DATA SECTION -
Start of Block

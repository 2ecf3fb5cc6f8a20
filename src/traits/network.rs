//! Network abstraction traits for the WiFi link and the MQTT transport.
//!
//! The control core never talks to a network stack directly. The
//! [`ConnectivitySupervisor`](crate::supervisor::ConnectivitySupervisor)
//! drives these two collaborators from the run loop.
//!
//! # Traits
//!
//! | Trait | Purpose |
//! |-------|---------|
//! | [`WifiLink`] | Station-mode association with a bounded connect |
//! | [`MqttTransport`] | Broker session, pub/sub and inbound buffering |
//!
//! # Topic Layout
//!
//! ```text
//! room1/motor1            - actuator command (ON:80:L, OFF, SPEED:40, DIR:R)
//! room1/motor1/feedback   - OK | ERROR: <reason>
//! room1/STOP              - emergency stop, all actuators
//! devices/<id>/status     - online (retained) / offline (last will)
//! ```

extern crate alloc;
use alloc::string::String;
use alloc::vec::Vec;

// ============================================================================
// WiFi Link
// ============================================================================

/// Station-mode WiFi link.
///
/// # Implementation Notes
///
/// - `connect` may block, but never longer than `timeout_ms`
/// - `is_connected` must be cheap; it is called every loop pass
pub trait WifiLink {
    /// Error type for association failures.
    type Error: core::fmt::Debug;

    /// Returns true while the station has an IP link.
    fn is_connected(&self) -> bool;

    /// Attempt to associate, giving up after `timeout_ms`.
    fn connect(&mut self, timeout_ms: u32) -> Result<(), Self::Error>;

    /// Drop the current association (used before a fresh attempt).
    fn disconnect(&mut self);
}

// ============================================================================
// MQTT Transport (Sync-First Design)
// ============================================================================

/// Last-will message registered with the broker at connect time.
///
/// The broker publishes it on the device's behalf if the session ends
/// without a clean disconnect.
#[derive(Clone, Copy, Debug, PartialEq, Eq)]
pub struct LastWill<'a> {
    /// Topic the will is published to.
    pub topic: &'a str,
    /// Will payload.
    pub payload: &'a [u8],
    /// Whether the broker retains the will message.
    pub retain: bool,
}

/// MQTT transport trait.
///
/// This trait uses a **sync-first design** that works on both ESP32
/// (blocking I/O) and desktop. Inbound messages are buffered by the
/// transport during [`poll`](Self::poll) and drained in delivery order with
/// [`try_recv`](Self::try_recv) within the same loop pass, which keeps
/// dispatch single-threaded and lets the dispatcher publish feedback
/// through the same transport.
///
/// # Example
///
/// ```rust
/// use room_fx::traits::{LastWill, MqttTransport};
/// use room_fx::hal::MockMqtt;
///
/// let mut mqtt = MockMqtt::new();
/// let will = LastWill { topic: "devices/dev1/status", payload: b"offline", retain: true };
/// mqtt.connect("dev1", &will).unwrap();
/// mqtt.publish("devices/dev1/status", b"online", true).unwrap();
///
/// assert!(mqtt.is_connected());
/// assert_eq!(mqtt.published_to("devices/dev1/status").len(), 1);
/// ```
pub trait MqttTransport {
    /// Error type for MQTT operations.
    type Error: core::fmt::Debug;

    /// Open a broker session with the given client id and last will.
    fn connect(&mut self, client_id: &str, will: &LastWill<'_>) -> Result<(), Self::Error>;

    /// Subscribe to a topic.
    fn subscribe(&mut self, topic: &str) -> Result<(), Self::Error>;

    /// Publish a message to a topic.
    ///
    /// # Arguments
    /// - `topic`: MQTT topic path
    /// - `payload`: Message bytes
    /// - `retain`: If true, broker keeps message for new subscribers
    fn publish(&mut self, topic: &str, payload: &[u8], retain: bool) -> Result<(), Self::Error>;

    /// Service the connection and buffer any inbound messages.
    ///
    /// Must be called every loop pass while connected. Never blocks for
    /// longer than one network read.
    fn poll(&mut self) -> Result<(), Self::Error>;

    /// Take the next buffered inbound message (non-blocking).
    fn try_recv(&mut self) -> Option<MqttMessage>;

    /// Check if the broker session is up.
    fn is_connected(&self) -> bool;
}

/// An MQTT message received from a subscription.
#[derive(Clone, Debug, PartialEq, Eq)]
pub struct MqttMessage {
    /// Topic the message was published to.
    pub topic: String,
    /// Message payload as raw bytes.
    pub payload: Vec<u8>,
}

impl MqttMessage {
    /// Create a new MQTT message.
    pub fn new(topic: impl Into<String>, payload: impl Into<Vec<u8>>) -> Self {
        Self {
            topic: topic.into(),
            payload: payload.into(),
        }
    }
}
//! Desktop MQTT transport over `rumqttc`'s blocking client.
//!
//! Lets the full [`Runtime`](crate::Runtime) run against a real broker from a
//! workstation, with [`HostWifi`] standing in for the station link.
//!
//! The client is recreated on every [`MqttTransport::connect`] so the last
//! will and credentials always come from the current configuration. Inbound
//! publishes are buffered by [`MqttTransport::poll`] and drained with
//! [`MqttTransport::try_recv`].
//!
//! # Example
//!
//! ```ignore
//! use room_fx::hal::rumqtt::{HostWifi, RumqttTransport};
//!
//! let mqtt = RumqttTransport::new(&config.mqtt);
//! let mut rt = Runtime::new(&config, sink, HostWifi, mqtt, watchdog, system, 0);
//! ```

use std::collections::VecDeque;
use std::fmt;
use std::time::{Duration, Instant};

use log::{debug, info, warn};
use rumqttc::{
    Client, Connection, Event, LastWill as RumqttWill, MqttOptions, Packet, QoS, RecvTimeoutError,
    TryRecvError,
};

use crate::config::MqttConfig;
use crate::traits::{LastWill, MqttMessage, MqttTransport, WifiLink};

/// Request queue depth for the rumqttc client.
const REQUEST_CAPACITY: usize = 16;

/// Longest wait for a CONNACK.
const CONNECT_TIMEOUT: Duration = Duration::from_secs(5);

/// Error type for desktop MQTT operations.
#[derive(Debug)]
pub struct RumqttError(pub String);

impl fmt::Display for RumqttError {
    fn fmt(&self, f: &mut fmt::Formatter<'_>) -> fmt::Result {
        write!(f, "MQTT error: {}", self.0)
    }
}

impl std::error::Error for RumqttError {}

/// [`MqttTransport`] backed by `rumqttc::Client`.
pub struct RumqttTransport {
    host: String,
    port: u16,
    keep_alive: Duration,
    credentials: Option<(String, String)>,
    session: Option<(Client, Connection)>,
    inbox: VecDeque<MqttMessage>,
    connected: bool,
}

impl RumqttTransport {
    /// Transport for the broker in `config`. Nothing is opened until `connect`.
    pub fn new(config: &MqttConfig) -> Self {
        let credentials = config.has_auth().then(|| {
            (
                config.username.as_str().to_string(),
                config.password.as_str().to_string(),
            )
        });
        Self {
            host: config.host.as_str().to_string(),
            port: config.port,
            keep_alive: Duration::from_secs(config.keep_alive_secs as u64),
            credentials,
            session: None,
            inbox: VecDeque::new(),
            connected: false,
        }
    }

    fn client(&mut self) -> Result<&mut Client, RumqttError> {
        match (&mut self.session, self.connected) {
            (Some((client, _)), true) => Ok(client),
            _ => Err(RumqttError("not connected".into())),
        }
    }

    fn handle_event(&mut self, event: Event) {
        match event {
            Event::Incoming(Packet::Publish(p)) => {
                self.inbox
                    .push_back(MqttMessage::new(p.topic, p.payload.to_vec()));
            }
            Event::Incoming(Packet::Disconnect) => {
                info!("broker sent DISCONNECT");
                self.connected = false;
            }
            Event::Incoming(packet) => debug!("mqtt <- {:?}", packet),
            Event::Outgoing(_) => {}
        }
    }
}

impl MqttTransport for RumqttTransport {
    type Error = RumqttError;

    fn connect(&mut self, client_id: &str, will: &LastWill<'_>) -> Result<(), RumqttError> {
        self.session = None;
        self.connected = false;

        let mut options = MqttOptions::new(client_id, self.host.as_str(), self.port);
        options.set_keep_alive(self.keep_alive);
        options.set_clean_session(true);
        options.set_last_will(RumqttWill::new(
            will.topic,
            will.payload.to_vec(),
            QoS::AtLeastOnce,
            will.retain,
        ));
        if let Some((user, pass)) = &self.credentials {
            options.set_credentials(user.as_str(), pass.as_str());
        }

        let (client, mut connection) = Client::new(options, REQUEST_CAPACITY);
        let deadline = Instant::now() + CONNECT_TIMEOUT;
        loop {
            let left = deadline.saturating_duration_since(Instant::now());
            match connection.recv_timeout(left) {
                Ok(Ok(Event::Incoming(Packet::ConnAck(ack)))) => {
                    debug!("CONNACK {:?}", ack.code);
                    break;
                }
                Ok(Ok(_)) => {}
                Ok(Err(e)) => return Err(RumqttError(e.to_string())),
                Err(RecvTimeoutError::Timeout) => {
                    return Err(RumqttError("timed out waiting for CONNACK".into()))
                }
                Err(RecvTimeoutError::Disconnected) => {
                    return Err(RumqttError("event loop closed".into()))
                }
            }
        }

        self.session = Some((client, connection));
        self.connected = true;
        Ok(())
    }

    fn subscribe(&mut self, topic: &str) -> Result<(), RumqttError> {
        self.client()?
            .subscribe(topic, QoS::AtLeastOnce)
            .map_err(|e| RumqttError(e.to_string()))
    }

    fn publish(&mut self, topic: &str, payload: &[u8], retain: bool) -> Result<(), RumqttError> {
        let qos = if retain {
            QoS::AtLeastOnce
        } else {
            QoS::AtMostOnce
        };
        self.client()?
            .try_publish(topic, qos, retain, payload.to_vec())
            .map_err(|e| RumqttError(e.to_string()))
    }

    fn poll(&mut self) -> Result<(), RumqttError> {
        loop {
            let Some((_, connection)) = self.session.as_mut() else {
                return Err(RumqttError("not connected".into()));
            };
            match connection.try_recv() {
                Ok(Ok(event)) => self.handle_event(event),
                Ok(Err(e)) => {
                    warn!("MQTT connection error: {}", e);
                    self.connected = false;
                    self.session = None;
                    return Err(RumqttError(e.to_string()));
                }
                Err(TryRecvError::Empty) => return Ok(()),
                Err(TryRecvError::Disconnected) => {
                    self.connected = false;
                    self.session = None;
                    return Err(RumqttError("event loop closed".into()));
                }
            }
        }
    }

    fn try_recv(&mut self) -> Option<MqttMessage> {
        self.inbox.pop_front()
    }

    fn is_connected(&self) -> bool {
        self.connected
    }
}

// ============================================================================
// Host Network
// ============================================================================

/// Station link for hosts whose network is managed by the OS.
///
/// Always reports connected; `connect` and `disconnect` do nothing.
#[derive(Clone, Copy, Debug, Default)]
pub struct HostWifi;

impl WifiLink for HostWifi {
    type Error = core::convert::Infallible;

    fn is_connected(&self) -> bool {
        true
    }

    fn connect(&mut self, _timeout_ms: u32) -> Result<(), Self::Error> {
        Ok(())
    }

    fn disconnect(&mut self) {}
}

End of Block

For this exercise, please copy exactly the lines of the material above from its first line through the line where "the session ends" appears.

WRITTEN SOLUTION -
repository 2ecf3fb5cc6f8a20
filename src/traits/network.rs
//! Network abstraction traits for the WiFi link and the MQTT transport.
//!
//! The control core never talks to a network stack directly. The
//! [`ConnectivitySupervisor`](crate::supervisor::ConnectivitySupervisor)
//! drives these two collaborators from the run loop.
//!
//! # Traits
//!
//! | Trait | Purpose |
//! |-------|---------|
//! | [`WifiLink`] | Station-mode association with a bounded connect |
//! | [`MqttTransport`] | Broker session, pub/sub and inbound buffering |
//!
//! # Topic Layout
//!
//! ```text
//! room1/motor1            - actuator command (ON:80:L, OFF, SPEED:40, DIR:R)
//! room1/motor1/feedback   - OK | ERROR: <reason>
//! room1/STOP              - emergency stop, all actuators
//! devices/<id>/status     - online (retained) / offline (last will)
//! ```

extern crate alloc;
use alloc::string::String;
use alloc::vec::Vec;

// ============================================================================
// WiFi Link
// ============================================================================

/// Station-mode WiFi link.
///
/// # Implementation Notes
///
/// - `connect` may block, but never longer than `timeout_ms`
/// - `is_connected` must be cheap; it is called every loop pass
pub trait WifiLink {
    /// Error type for association failures.
    type Error: core::fmt::Debug;

    /// Returns true while the station has an IP link.
    fn is_connected(&self) -> bool;

    /// Attempt to associate, giving up after `timeout_ms`.
    fn connect(&mut self, timeout_ms: u32) -> Result<(), Self::Error>;

    /// Drop the current association (used before a fresh attempt).
    fn disconnect(&mut self);
}

// ============================================================================
// MQTT Transport (Sync-First Design)
// ============================================================================

/// Last-will message registered with the broker at connect time.
///
/// The broker publishes it on the device's behalf if the session ends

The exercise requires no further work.